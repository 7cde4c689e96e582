// ============================================================================
// Decimal Errors
// Error types for decimal construction, parsing and encoding
// ============================================================================

use std::fmt;

/// Errors that can occur while building, parsing or encoding a decimal.
#[derive(Debug, Clone, Copy, PartialEq, Eq, Hash)]
pub enum DecimalError {
    /// Input text does not match the decimal grammar
    InvalidFormat,
    /// Value is well formed but its mantissa or scale is out of range
    RangeOverflow,
    /// Operation was given a value or range it cannot accept (e.g. NaN)
    InvalidArgument,
    /// Destination buffer cannot hold the encoded value
    InsufficientCapacity {
        /// Bytes the encoded value needs
        required: usize,
        /// Bytes available from the requested offset
        available: usize,
    },
}

impl DecimalError {
    /// True for caller errors: bad arguments and capacity preconditions.
    #[inline]
    pub const fn is_invalid_argument(&self) -> bool {
        matches!(
            self,
            DecimalError::InvalidArgument | DecimalError::InsufficientCapacity { .. }
        )
    }
}

impl fmt::Display for DecimalError {
    fn fmt(&self, f: &mut fmt::Formatter<'_>) -> fmt::Result {
        match self {
            DecimalError::InvalidFormat => write!(f, "invalid format: not a decimal value"),
            DecimalError::RangeOverflow => {
                write!(f, "range overflow: value exceeds the supported digits or scale")
            },
            DecimalError::InvalidArgument => write!(f, "invalid argument: not a valid decimal"),
            DecimalError::InsufficientCapacity {
                required,
                available,
            } => write!(
                f,
                "insufficient capacity: need {} bytes, {} available",
                required, available
            ),
        }
    }
}

impl std::error::Error for DecimalError {}

/// Result type alias for decimal operations
pub type DecimalResult<T> = Result<T, DecimalError>;
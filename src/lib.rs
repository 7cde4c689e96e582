// ============================================================================
// FIX Decimal Library
// Exact decimal values and their ASCII wire codec for FIX messaging
// ============================================================================

//! # FIX Decimal
//!
//! The exact-decimal value core of a FIX protocol engine.
//!
//! Prices and quantities travel on the wire as ASCII text. This crate keeps
//! them as a canonical `mantissa × 10^-scale` pair so that `"5"` and
//! `"5.00"` compare, hash and re-encode identically, with no binary
//! floating point anywhere.
//!
//! ## Features
//!
//! - **Canonical form**: every value is normalised on construction
//! - **Total ordering** across scales using checked integer arithmetic
//! - **Strict parsing** with separate format and range errors
//! - **Allocation-free** parse and encode over caller-owned buffers
//! - **Read-only constants** with explicit mutable working copies
//!
//! ## Example
//!
//! ```rust
//! use fix_decimal::prelude::*;
//!
//! // Parse a field in place from a larger buffer
//! let message = b"44=101.2500|38=200|";
//! let price = ReadOnlyDecimalFloat::parse_ascii_range(message, 3, 8).unwrap();
//! assert_eq!(price, ReadOnlyDecimalFloat::new(10125, 2).unwrap());
//!
//! // Ordering ignores how the value was written
//! let higher: ReadOnlyDecimalFloat = "101.3".parse().unwrap();
//! assert!(price < higher);
//!
//! // Encode the canonical text back into an outgoing buffer
//! let mut out = [0u8; 32];
//! let written = price.encode(&mut out, 0).unwrap();
//! assert_eq!(&out[..written], b"101.25");
//!
//! // Constants are read-only; mutate a copy instead
//! let mut working = ReadOnlyDecimalFloat::ZERO.mutable_copy();
//! working.set(&price).negate();
//! assert_eq!(working.to_string(), "-101.25");
//! assert!(ReadOnlyDecimalFloat::ZERO.is_zero());
//! ```

pub mod codec;
pub mod interfaces;
pub mod numeric;
pub mod utils;

// Re-exports for convenience
pub mod prelude {
    pub use crate::codec::{
        encode_decimal_field, CodecError, DecimalFieldConfig, DecimalFieldDecoder,
        InvalidDecimalPolicy,
    };
    pub use crate::interfaces::{
        CollectingFieldHandler, DecimalFieldHandler, LoggingFieldHandler, NoOpFieldHandler,
    };
    pub use crate::numeric::{DecimalError, DecimalFloat, DecimalResult, ReadOnlyDecimalFloat};
}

---*---

*What is being asked*. Reproduce, exactly as they stand in the data above, the lines from the one that holds "pub const fn" to the one that holds "format: not a", inclusive.

*Answer space*.
    pub const fn is_invalid_argument(&self) -> bool {
        matches!(
            self,
            DecimalError::InvalidArgument | DecimalError::InsufficientCapacity { .. }
        )
    }
}

impl fmt::Display for DecimalError {
    fn fmt(&self, f: &mut fmt::Formatter<'_>) -> fmt::Result {
        match self {
            DecimalError::InvalidFormat => write!(f, "invalid format: not a decimal value"),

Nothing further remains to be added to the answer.